▸ EXERCISE
If a line in the records below contains the word "fully", copy it.

━━ MATERIAL FOR THIS TASK

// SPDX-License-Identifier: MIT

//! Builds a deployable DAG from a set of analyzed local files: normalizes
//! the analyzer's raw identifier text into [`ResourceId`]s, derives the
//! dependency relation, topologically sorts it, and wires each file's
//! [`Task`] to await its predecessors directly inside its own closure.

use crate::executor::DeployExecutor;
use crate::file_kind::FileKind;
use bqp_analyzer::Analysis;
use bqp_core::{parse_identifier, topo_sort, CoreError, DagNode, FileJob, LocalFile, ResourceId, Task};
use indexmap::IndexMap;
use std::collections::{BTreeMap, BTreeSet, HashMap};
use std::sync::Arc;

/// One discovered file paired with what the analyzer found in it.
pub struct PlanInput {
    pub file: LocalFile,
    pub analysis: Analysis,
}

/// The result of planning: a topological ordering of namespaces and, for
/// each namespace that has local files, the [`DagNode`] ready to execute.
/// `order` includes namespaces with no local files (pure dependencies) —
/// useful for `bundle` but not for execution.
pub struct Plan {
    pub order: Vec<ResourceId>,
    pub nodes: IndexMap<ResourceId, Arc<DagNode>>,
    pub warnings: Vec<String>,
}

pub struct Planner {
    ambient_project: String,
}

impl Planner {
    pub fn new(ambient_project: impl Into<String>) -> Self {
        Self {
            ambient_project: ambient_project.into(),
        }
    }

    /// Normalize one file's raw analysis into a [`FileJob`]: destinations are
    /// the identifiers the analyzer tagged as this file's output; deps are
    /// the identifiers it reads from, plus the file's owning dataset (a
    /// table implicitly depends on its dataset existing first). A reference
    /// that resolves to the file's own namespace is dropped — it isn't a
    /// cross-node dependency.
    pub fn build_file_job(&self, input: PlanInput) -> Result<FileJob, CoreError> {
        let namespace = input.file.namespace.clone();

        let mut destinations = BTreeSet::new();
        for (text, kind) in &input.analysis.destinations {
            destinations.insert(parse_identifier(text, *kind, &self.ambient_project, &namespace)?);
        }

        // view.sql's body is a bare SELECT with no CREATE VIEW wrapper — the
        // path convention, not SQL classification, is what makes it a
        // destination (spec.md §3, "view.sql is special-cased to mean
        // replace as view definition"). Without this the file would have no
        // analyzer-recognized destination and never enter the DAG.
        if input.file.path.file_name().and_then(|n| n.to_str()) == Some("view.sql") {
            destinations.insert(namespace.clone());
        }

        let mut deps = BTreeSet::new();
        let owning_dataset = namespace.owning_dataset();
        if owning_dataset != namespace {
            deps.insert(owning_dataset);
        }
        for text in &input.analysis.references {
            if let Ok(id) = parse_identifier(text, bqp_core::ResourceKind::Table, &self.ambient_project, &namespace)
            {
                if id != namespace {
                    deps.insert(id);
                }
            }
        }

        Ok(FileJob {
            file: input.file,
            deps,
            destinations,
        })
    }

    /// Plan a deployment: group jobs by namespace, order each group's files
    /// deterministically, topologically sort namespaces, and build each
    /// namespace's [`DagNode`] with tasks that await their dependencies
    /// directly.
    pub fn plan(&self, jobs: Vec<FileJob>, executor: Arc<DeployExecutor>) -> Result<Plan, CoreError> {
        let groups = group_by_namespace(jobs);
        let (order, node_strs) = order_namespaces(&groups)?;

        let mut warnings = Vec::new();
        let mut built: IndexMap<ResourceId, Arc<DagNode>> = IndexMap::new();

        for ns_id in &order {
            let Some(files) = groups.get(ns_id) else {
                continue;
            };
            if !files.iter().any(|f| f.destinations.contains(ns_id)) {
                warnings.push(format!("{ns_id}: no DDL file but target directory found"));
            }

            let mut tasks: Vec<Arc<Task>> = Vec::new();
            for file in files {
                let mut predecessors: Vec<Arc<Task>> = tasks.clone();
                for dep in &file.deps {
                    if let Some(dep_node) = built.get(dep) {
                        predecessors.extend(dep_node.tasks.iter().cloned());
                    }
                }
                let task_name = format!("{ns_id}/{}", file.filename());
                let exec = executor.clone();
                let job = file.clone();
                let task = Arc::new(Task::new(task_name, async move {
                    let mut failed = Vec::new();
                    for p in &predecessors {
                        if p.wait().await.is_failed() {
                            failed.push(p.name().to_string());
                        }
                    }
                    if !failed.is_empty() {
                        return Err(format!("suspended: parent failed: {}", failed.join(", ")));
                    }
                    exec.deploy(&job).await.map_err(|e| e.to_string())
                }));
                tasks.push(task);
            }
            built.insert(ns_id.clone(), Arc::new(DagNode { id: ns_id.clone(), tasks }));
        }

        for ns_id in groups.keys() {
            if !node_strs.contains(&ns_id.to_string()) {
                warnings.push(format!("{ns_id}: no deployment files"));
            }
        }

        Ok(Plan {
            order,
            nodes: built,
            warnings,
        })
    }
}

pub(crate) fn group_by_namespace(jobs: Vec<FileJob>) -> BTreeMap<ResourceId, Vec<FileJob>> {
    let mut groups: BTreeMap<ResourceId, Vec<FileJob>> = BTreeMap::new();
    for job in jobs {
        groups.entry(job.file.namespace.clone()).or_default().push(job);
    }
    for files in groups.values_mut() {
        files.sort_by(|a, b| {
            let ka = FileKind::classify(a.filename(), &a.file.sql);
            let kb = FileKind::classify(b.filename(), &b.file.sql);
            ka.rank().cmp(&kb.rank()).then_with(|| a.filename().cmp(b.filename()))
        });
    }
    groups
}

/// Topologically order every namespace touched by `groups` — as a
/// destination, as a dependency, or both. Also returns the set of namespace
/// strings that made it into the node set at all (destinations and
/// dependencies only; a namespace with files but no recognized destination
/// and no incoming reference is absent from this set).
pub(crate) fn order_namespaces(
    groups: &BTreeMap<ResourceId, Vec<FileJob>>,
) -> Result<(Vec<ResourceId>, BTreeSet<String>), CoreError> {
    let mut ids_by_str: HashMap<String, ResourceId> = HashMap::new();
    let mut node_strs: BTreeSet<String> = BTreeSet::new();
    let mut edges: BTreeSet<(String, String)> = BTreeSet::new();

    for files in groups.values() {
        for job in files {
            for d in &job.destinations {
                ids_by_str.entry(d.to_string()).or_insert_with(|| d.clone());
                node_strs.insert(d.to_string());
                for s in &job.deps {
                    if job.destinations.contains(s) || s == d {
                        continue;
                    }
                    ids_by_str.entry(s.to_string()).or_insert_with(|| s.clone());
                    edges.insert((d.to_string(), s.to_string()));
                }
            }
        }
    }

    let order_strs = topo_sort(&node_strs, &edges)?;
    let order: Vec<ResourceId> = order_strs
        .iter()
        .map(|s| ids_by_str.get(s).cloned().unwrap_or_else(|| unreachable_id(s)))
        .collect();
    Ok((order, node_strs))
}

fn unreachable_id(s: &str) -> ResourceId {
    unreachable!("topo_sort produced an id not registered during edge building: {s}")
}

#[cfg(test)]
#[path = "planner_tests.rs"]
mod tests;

━━━━
━━ MATERIAL FOR THIS TASK

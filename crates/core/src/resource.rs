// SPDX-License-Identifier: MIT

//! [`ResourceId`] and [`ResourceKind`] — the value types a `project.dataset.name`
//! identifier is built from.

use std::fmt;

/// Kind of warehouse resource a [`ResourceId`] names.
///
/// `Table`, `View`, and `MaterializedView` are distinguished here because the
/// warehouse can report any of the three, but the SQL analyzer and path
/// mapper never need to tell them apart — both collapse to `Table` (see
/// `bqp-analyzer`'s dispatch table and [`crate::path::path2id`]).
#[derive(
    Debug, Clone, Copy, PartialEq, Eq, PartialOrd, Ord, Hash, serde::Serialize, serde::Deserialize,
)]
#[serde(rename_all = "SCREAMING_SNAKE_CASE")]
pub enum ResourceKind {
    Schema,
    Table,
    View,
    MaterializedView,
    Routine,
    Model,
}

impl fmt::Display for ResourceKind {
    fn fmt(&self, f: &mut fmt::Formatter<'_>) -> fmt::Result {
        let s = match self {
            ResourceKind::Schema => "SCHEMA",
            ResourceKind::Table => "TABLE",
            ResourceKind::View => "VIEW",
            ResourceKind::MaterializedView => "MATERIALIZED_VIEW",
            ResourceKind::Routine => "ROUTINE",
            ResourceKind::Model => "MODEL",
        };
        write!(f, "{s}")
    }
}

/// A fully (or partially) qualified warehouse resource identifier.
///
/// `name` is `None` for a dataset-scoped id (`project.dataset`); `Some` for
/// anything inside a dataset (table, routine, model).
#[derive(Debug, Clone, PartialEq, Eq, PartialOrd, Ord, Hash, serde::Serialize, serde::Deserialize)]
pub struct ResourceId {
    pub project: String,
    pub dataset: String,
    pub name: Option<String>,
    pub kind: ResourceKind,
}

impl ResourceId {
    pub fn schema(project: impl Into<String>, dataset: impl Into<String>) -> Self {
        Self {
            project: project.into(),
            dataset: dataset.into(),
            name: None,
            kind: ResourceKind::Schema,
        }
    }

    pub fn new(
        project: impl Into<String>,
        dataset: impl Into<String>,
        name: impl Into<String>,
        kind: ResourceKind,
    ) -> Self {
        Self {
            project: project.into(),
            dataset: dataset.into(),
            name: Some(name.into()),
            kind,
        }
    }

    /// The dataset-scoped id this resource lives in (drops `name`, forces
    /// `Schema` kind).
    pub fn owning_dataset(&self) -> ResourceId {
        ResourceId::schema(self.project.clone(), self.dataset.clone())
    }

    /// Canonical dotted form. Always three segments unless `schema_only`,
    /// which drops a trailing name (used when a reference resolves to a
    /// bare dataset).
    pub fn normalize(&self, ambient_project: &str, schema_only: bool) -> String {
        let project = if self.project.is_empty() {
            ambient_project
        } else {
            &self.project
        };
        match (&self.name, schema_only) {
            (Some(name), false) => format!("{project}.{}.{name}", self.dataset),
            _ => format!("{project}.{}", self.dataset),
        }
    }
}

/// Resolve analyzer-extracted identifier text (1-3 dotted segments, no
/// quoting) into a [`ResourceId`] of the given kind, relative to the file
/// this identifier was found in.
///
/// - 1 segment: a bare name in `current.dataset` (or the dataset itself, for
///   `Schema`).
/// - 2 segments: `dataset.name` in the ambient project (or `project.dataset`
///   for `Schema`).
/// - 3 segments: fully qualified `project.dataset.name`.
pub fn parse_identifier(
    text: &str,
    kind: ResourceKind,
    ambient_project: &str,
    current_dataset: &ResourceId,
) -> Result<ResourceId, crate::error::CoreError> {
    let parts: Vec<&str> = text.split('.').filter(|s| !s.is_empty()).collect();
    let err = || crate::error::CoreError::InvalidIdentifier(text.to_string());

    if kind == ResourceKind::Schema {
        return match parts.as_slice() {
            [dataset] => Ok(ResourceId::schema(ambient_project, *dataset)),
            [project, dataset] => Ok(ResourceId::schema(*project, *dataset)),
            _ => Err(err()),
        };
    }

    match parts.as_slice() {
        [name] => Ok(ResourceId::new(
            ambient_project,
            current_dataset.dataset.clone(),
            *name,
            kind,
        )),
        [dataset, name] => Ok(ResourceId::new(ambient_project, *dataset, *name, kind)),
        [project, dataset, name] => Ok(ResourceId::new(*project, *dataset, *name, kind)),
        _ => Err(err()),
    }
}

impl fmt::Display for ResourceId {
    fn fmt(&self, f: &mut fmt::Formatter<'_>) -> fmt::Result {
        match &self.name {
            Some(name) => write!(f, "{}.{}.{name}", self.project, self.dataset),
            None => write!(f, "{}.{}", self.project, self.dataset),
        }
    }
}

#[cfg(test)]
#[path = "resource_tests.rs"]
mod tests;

━━━━

▸ OUTPUT
/// A fully (or partially) qualified warehouse resource identifier.
/// - 3 segments: fully qualified `project.dataset.name`.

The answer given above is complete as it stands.